Del Valle suffers from less name recognition and less money, but is very widely liked, holds a city-wide position, has decades of experience and is an experienced hand at politicking on the streets. He's less polarizing than Gutierrez, who evokes strong emotions, and has an independent phylogeny to his politics stemming from his time in the Washington administration while offering some continuity with the Daley era. This latter point is important: for all the howling of activists over the corruption and dysfunction of the Daley era, there will be much hand-wringing over a return to the chaotic years of the 1980s that saw the city's population decline by some 300,000 people. But even more so than Gutierrez, who will have a major fundraising advantage, Del Valle would need a strong base of voters to generate the campaign infrastructure needed in a short campaign.
In winning a seemingly insurgent campaign for the Democratic nomination to the Cook County Presidency, Alderman Toni Preckwinkle essentially traded on her independent reputation and built on a previous campaign--Forrest Claypool's run against John Stroger in 2006--to put an electoral infrastructure into place over a fairly short election season. Daley's decades in office and sudden exit have precluded anybody from taking the same approach. This will make political prediction, always treacherous, practically impossible.
Will Chicago see its first Latino Mayor at a time when America is waking up to its new largest minority group? We can't know. But to assert their rightful political strength, the city's battle-hardened Latino politicos will need to set themselves to creating a fervor of civic engagement similar to what Harold Washington's campaign did in 1983--and with only months to go, that isn't a foregone conclusion.

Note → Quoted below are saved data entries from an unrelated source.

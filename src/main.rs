use std::net::SocketAddr;
use wellness_assistant::config::{LogFormat, ServerConfig};
use wellness_assistant::handlers::docs::SERVICE_TITLE;

#[tokio::main]
async fn main() -> Result<(), Box<dyn std::error::Error>> {
    // Load environment variables from .env file
    dotenvy::dotenv().ok();

    let config = ServerConfig::from_env()?;
    init_logging(config.log_format)?;

    let addr = config.bind_addr();
    let app = wellness_assistant::app_router();

    let listener = tokio::net::TcpListener::bind(&addr).await?;
    tracing::info!("listening on {}", listener.local_addr()?);

    axum::serve(listener, app.into_make_service_with_connect_info::<SocketAddr>())
        .with_graceful_shutdown(shutdown_signal())
        .await?;

    tracing::info!("server stopped");
    Ok(())
}

fn init_logging(format: LogFormat) -> Result<(), Box<dyn std::error::Error>> {
    use tracing_subscriber::{fmt, layer::SubscriberExt, util::SubscriberInitExt, EnvFilter, Layer};

    let log_level = std::env::var("RUST_LOG").unwrap_or_else(|_| {
        if cfg!(debug_assertions) {
            "debug,wellness_assistant=trace,hyper=info,tower=info,tower_http=debug".to_string()
        } else {
            "info,wellness_assistant=info,hyper=warn,tower=warn,tower_http=warn".to_string()
        }
    });

    let env_filter = EnvFilter::try_from_default_env().or_else(|_| EnvFilter::try_new(&log_level))?;

    let fmt_layer = match format {
        LogFormat::Json => fmt::layer()
            .json()
            .with_current_span(true)
            .with_span_list(false)
            .with_target(true)
            .with_thread_ids(true)
            .with_thread_names(true)
            .boxed(),
        LogFormat::Pretty => fmt::layer()
            .with_target(true)
            .with_thread_ids(false)
            .with_thread_names(false)
            .with_file(true)
            .with_line_number(true)
            .boxed(),
    };

    tracing_subscriber::registry()
        .with(env_filter)
        .with(fmt_layer)
        .try_init()?;

    tracing::info!("{} starting up...", SERVICE_TITLE);
    tracing::info!("Version: {}", env!("CARGO_PKG_VERSION"));
    tracing::info!("Build mode: {}", if cfg!(debug_assertions) { "development" } else { "production" });
    tracing::info!("Log level: {}", log_level);

    Ok(())
}

async fn shutdown_signal() {
    let ctrl_c = async {
        if let Err(e) = tokio::signal::ctrl_c().await {
            tracing::error!("Failed to listen for Ctrl-C: {}", e);
            std::future::pending::<()>().await;
        }
    };

    #[cfg(unix)]
    let terminate = async {
        match tokio::signal::unix::signal(tokio::signal::unix::SignalKind::terminate()) {
            Ok(mut signal) => {
                signal.recv().await;
            }
            Err(e) => {
                tracing::error!("Failed to listen for SIGTERM: {}", e);
                std::future::pending::<()>().await;
            }
        }
    };

    #[cfg(not(unix))]
    let terminate = std::future::pending::<()>();

    tokio::select! {
        _ = ctrl_c => {},
        _ = terminate => {},
    }

    tracing::info!("shutdown signal received");
}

Dennis Fritz / September 15, 2010 1:04 PM
Black and Latino voters certainly vote for candidates of other races. Whites, however, almost never do, or at least not in large numbers. And historically, that has been almost as true of whites from "liberal" lakefront wards as it has been of whites from Northwest and Southwest Side wards.
Look back at the numbers from Harold Washington's election--either one--and you'll see he pulled in a shockingly low number of votes from largely white wards. And that was as true for Edgewater as it was for Bridgeport.